I was looking at Nikon 70-300 and 55-300 but 55-300 is too costly and 70-300 lacks VR. And I'm damn sure without VR, I'd end up with each and every images blurry.

So can you please recommend me some lens (in lowest possible cost) with which I can get same results like below.

  [MENTION=121890]kaz[/MENTION]  [MENTION=125321]nac[/MENTION] [MENTION=140405]Hrishi[/MENTION]

*i1.trekearth.com/photos/124258/img_4202_resized.jpg

*www.indiamike.com/files/images/53/05/21/kanchenjungha-from-bermiok.jpg

*www.indiamike.com/india/attachments/24568d1324330338-golden-valleys-towering-mountains-and-a-love-affair-with-kanchenjungha-sikkim-p1020225.fs.jpg

*4.bp.blogspot.com/-P_Rxsoi6fIE/VJSKv-9X1RI/AAAAAAAABvA/5orXh6PBmoU/s1600/IMG_5129.jpg

*www.indiamike.com/india/attachments/24577d1324330776-golden-valleys-towering-mountains-and-a-love-affair-with-kanchenjungha-sikkim-p1020240.fs.jpg


----------



## nac (Sep 24, 2016)

krishnandu.sarkar said:


> I was looking at Nikon 70-300 and 55-300 but 55-300 is too costly and 70-300 lacks VR. And I'm damn sure without VR, I'd end up with each and every images blurry.


If 55-300 is expensive, 70-300VR is even more expensive, even 3rd party lens costs more than that. Yeah, non VR costs less. By expensive, I take that your budget is not 20k. Probably less than 15k? The next option is 55-200VR, costs about ~10k. Recently, I shot portrait with this lens. It came out good.

- - - Updated - - -

And for the intended purpose, 200mm should be sufficient. I hope you're not planning for bird watching/wild life photography.


----------



## sujoyp (Sep 24, 2016)

your requirement perfectly matches with nikon 55-200 vr ...its small, light weight, and sharp...its weight is almost equal to 18-55 ...I used it extensively before


----------



## krishnandu.sarkar (Sep 24, 2016)

nac said:


> If 55-300 is expensive, 70-300VR is even more expensive, even 3rd party lens costs more than that. Yeah, non VR costs less. By expensive, I take that your budget is not 20k. Probably less than 15k? The next option is 55-200VR, costs about ~10k. Recently, I shot portrait with this lens. It came out good.
> 
> - - - Updated - - -
> 
> And for the intended purpose, 200mm should be sufficient. I hope you're not planning for bird watching/wild life photography.

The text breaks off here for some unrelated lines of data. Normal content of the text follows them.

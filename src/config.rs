use std::path::PathBuf;
use std::time::Duration;

use serde::{Deserialize, Serialize};

use crate::error::{BatchError, Result};

const DEFAULT_TASK_TIMEOUT_SECS: u64 = 300;
const DEFAULT_STATUS_INTERVAL_MS: u64 = 1000;
const DEFAULT_EVENT_BUFFER: usize = 256;

/// What the dispatcher does with a worker whose job hit the timeout.
#[derive(Debug, Clone, Copy, PartialEq, Eq, Default, Serialize, Deserialize)]
#[serde(rename_all = "lowercase")]
pub enum TimeoutPolicy {
    /// Abort the worker unit and spawn a fresh one before handing out more work.
    #[default]
    Recycle,
    /// Mark the slot idle and hand it the next job immediately, even though the
    /// stale job may still be running inside the unit.
    Reuse,
}

impl std::fmt::Display for TimeoutPolicy {
    fn fmt(&self, f: &mut std::fmt::Formatter<'_>) -> std::fmt::Result {
        match self {
            TimeoutPolicy::Recycle => write!(f, "recycle"),
            TimeoutPolicy::Reuse => write!(f, "reuse"),
        }
    }
}

/// Host parallelism, falling back to a single worker when it cannot be queried.
pub fn default_concurrency() -> usize {
    std::thread::available_parallelism()
        .map(|n| n.get())
        .unwrap_or(1)
}

/// Configuration for the dispatcher and its worker pool.
#[derive(Debug, Clone)]
pub struct SchedulerConfig {
    /// Time budget for a single job, measured from assignment.
    pub task_timeout: Duration,
    /// Maximum number of live worker units.
    pub concurrency: usize,
    /// Cadence of the status refresh.
    pub status_interval: Duration,
    pub timeout_policy: TimeoutPolicy,
    /// Capacity of the worker → master event channel.
    pub event_buffer: usize,
}

impl Default for SchedulerConfig {
    fn default() -> Self {
        Self {
            task_timeout: Duration::from_secs(DEFAULT_TASK_TIMEOUT_SECS),
            concurrency: default_concurrency(),
            status_interval: Duration::from_millis(DEFAULT_STATUS_INTERVAL_MS),
            timeout_policy: TimeoutPolicy::default(),
            event_buffer: DEFAULT_EVENT_BUFFER,
        }
    }
}

impl SchedulerConfig {
    pub fn with_task_timeout(mut self, timeout: Duration) -> Self {
        self.task_timeout = timeout;
        self
    }

    pub fn with_concurrency(mut self, concurrency: usize) -> Self {
        self.concurrency = concurrency;
        self
    }

    pub fn with_status_interval(mut self, interval: Duration) -> Self {
        self.status_interval = interval;
        self
    }

    pub fn with_timeout_policy(mut self, policy: TimeoutPolicy) -> Self {
        self.timeout_policy = policy;
        self
    }

    /// Reject settings the dispatcher cannot run with.
    pub fn validate(&self) -> Result<()> {
        if self.task_timeout.is_zero() {
            return Err(BatchError::Config("task timeout must be non-zero".into()));
        }
        if self.status_interval.is_zero() {
            return Err(BatchError::Config(
                "status interval must be non-zero".into(),
            ));
        }
        if self.event_buffer == 0 {
            return Err(BatchError::Config("event buffer must be non-zero".into()));
        }
        Ok(())
    }
}

/// Configuration for the shell-command job executor.
#[derive(Debug, Clone)]
pub struct ExecutorConfig {
    /// Command template run with `sh -c`. `{payload}`, `{output}` and
    /// `{index}` are substituted before execution.
    pub command: String,
    /// Directory artifacts are written into.
    pub output_dir: PathBuf,
    /// Artifact file extension, without the dot.
    pub extension: String,
    /// Pause after the command finishes before the artifact is checked.
    pub settle_delay: Duration,
}

impl Default for ExecutorConfig {
    fn default() -> Self {
        Self {
            command: "chromium --headless --disable-gpu --print-to-pdf={output} {payload}"
                .to_string(),
            output_dir: PathBuf::from("output"),
            extension: "pdf".to_string(),
            settle_delay: Duration::from_millis(2000),
        }
    }
}

impl ExecutorConfig {
    pub fn new(command: impl Into<String>, output_dir: impl Into<PathBuf>) -> Self {
        Self {
            command: command.into(),
            output_dir: output_dir.into(),
            ..Default::default()
        }
    }

    pub fn with_extension(mut self, extension: impl Into<String>) -> Self {
        self.extension = extension.into();
        self
    }

    pub fn with_settle_delay(mut self, delay: Duration) -> Self {
        self.settle_delay = delay;
        self
    }
}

Yes, I'm not at all interested in Bird Watching / Wild Life Photography. I'm sticking to Landscapes only that also travel photo. Nothing else.



sujoyp said:


> your requirement perfectly matches with nikon 55-200 vr ...its small, light weight, and sharp...its weight is almost equal to 18-55 ...I used it extensively before



Thanks to you both!! Then I'll go with 55-200 then


----------



## CRACING (Sep 24, 2016)

Hello,

Nikon 70-300mm without VR is actually a AF lens. That means it doesn't got builtin focusing motor. Only good for DSLRs with builtin focusing motor. I don't think there is a non vr AF-S 70-300 lens from Nikon but available from Sigma and Tamron.

Nikon 70-300mm that has VR costs 30+ and it is a AF-S Lens. We find it costly but not full frame camera users/owners because the lens is made for those customers. Alternatives from 3rd party brands are Tamron SP AF 70-300mm F/4-5.6 Di VC, Tamron AF 18-270mm F/3.5-6.3 Di-II VC PZD, Sigma 18-250mm F/3.5-6.3 DC OS HSM

For you, the best lens is 55-200mm because its easy to carry around and takes decent pictures. I have it and I mostly use it for bird photography. Good for taking pictures of near distance subjects and they do come sharp. May get better if we keep aperture around F/8-11 and shutter speed more then 1/200 at 200mm.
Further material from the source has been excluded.